Data supplied Block Start

//! # Coinscope Client
//!
//! 외부 시장 데이터 API 호출을 중재하는 복원력 계층입니다.
//!
//! ## 구성 요소
//!
//! - [`cache`] - 엔트리별 TTL을 가진 인메모리 캐시
//! - [`rate_limiter`] - 슬라이딩 윈도우 요청 한도와 실패 기반 백오프
//! - [`dedup`] - 같은 키의 동시 요청을 하나로 합치는 중복 제거기
//! - [`fetch`] - 위 세 가지와 재시도/stale 폴백을 조합한 오케스트레이터
//! - [`service`] - 도메인 요청(시세 목록, 검색, 가격 히스토리, 현재가) 진입점
//!
//! ## 사용 예시
//!
//! ```no_run
//! use coinscope_client::MarketDataService;
//! use coinscope_core::AppConfig;
//!
//! # async fn run() -> Result<(), Box<dyn std::error::Error>> {
//! let service = MarketDataService::new(&AppConfig::default())?;
//! let top = service.get_popular_cryptos(10).await?;
//!
//! if top.provenance.is_degraded() {
//!     println!("제한된 데이터");
//! }
//! # Ok(())
//! # }
//! ```

pub mod cache;
pub mod dedup;
pub mod error;
pub mod fetch;
pub mod provider;
pub mod rate_limiter;
pub mod retry;
pub mod service;
pub mod stats;
pub mod transport;

pub use cache::{CacheStats, Lookup, TtlCache};
pub use dedup::RequestDeduplicator;
pub use error::{FailureKind, FetchError, FetchResult};
pub use fetch::{CacheClass, FetchOptions, FetchRequest, Fetched, ResilientFetcher, TtlPolicy};
pub use rate_limiter::{RateLimiter, RateLimiterStats};
pub use retry::RetryPolicy;
pub use service::MarketDataService;
pub use stats::ApiStats;
pub use transport::{HttpTransport, ReqwestTransport, TransportResponse};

Data supplied Block End

▶ Activity
The reply must present every entry, transcribed with its exact wording.

▶ Reply to the exercise
//! # Coinscope Client
//!
//! 외부 시장 데이터 API 호출을 중재하는 복원력 계층입니다.
//!
//! ## 구성 요소
//!
//! - [`cache`] - 엔트리별 TTL을 가진 인메모리 캐시
//! - [`rate_limiter`] - 슬라이딩 윈도우 요청 한도와 실패 기반 백오프
//! - [`dedup`] - 같은 키의 동시 요청을 하나로 합치는 중복 제거기
//! - [`fetch`] - 위 세 가지와 재시도/stale 폴백을 조합한 오케스트레이터
//! - [`service`] - 도메인 요청(시세 목록, 검색, 가격 히스토리, 현재가) 진입점
//!
//! ## 사용 예시
//!
//! ```no_run
//! use coinscope_client::MarketDataService;
//! use coinscope_core::AppConfig;
//!
//! # async fn run() -> Result<(), Box<dyn std::error::Error>> {
//! let service = MarketDataService::new(&AppConfig::default())?;
//! let top = service.get_popular_cryptos(10).await?;
//!
//! if top.provenance.is_degraded() {
//!     println!("제한된 데이터");
//! }
//! # Ok(())
//! # }
//! ```

pub mod cache;
pub mod dedup;
pub mod error;
pub mod fetch;
pub mod provider;
pub mod rate_limiter;
pub mod retry;
pub mod service;
pub mod stats;
pub mod transport;

pub use cache::{CacheStats, Lookup, TtlCache};
pub use dedup::RequestDeduplicator;
pub use error::{FailureKind, FetchError, FetchResult};
pub use fetch::{CacheClass, FetchOptions, FetchRequest, Fetched, ResilientFetcher, TtlPolicy};
pub use rate_limiter::{RateLimiter, RateLimiterStats};
pub use retry::RetryPolicy;
pub use service::MarketDataService;
pub use stats::ApiStats;
pub use transport::{HttpTransport, ReqwestTransport, TransportResponse};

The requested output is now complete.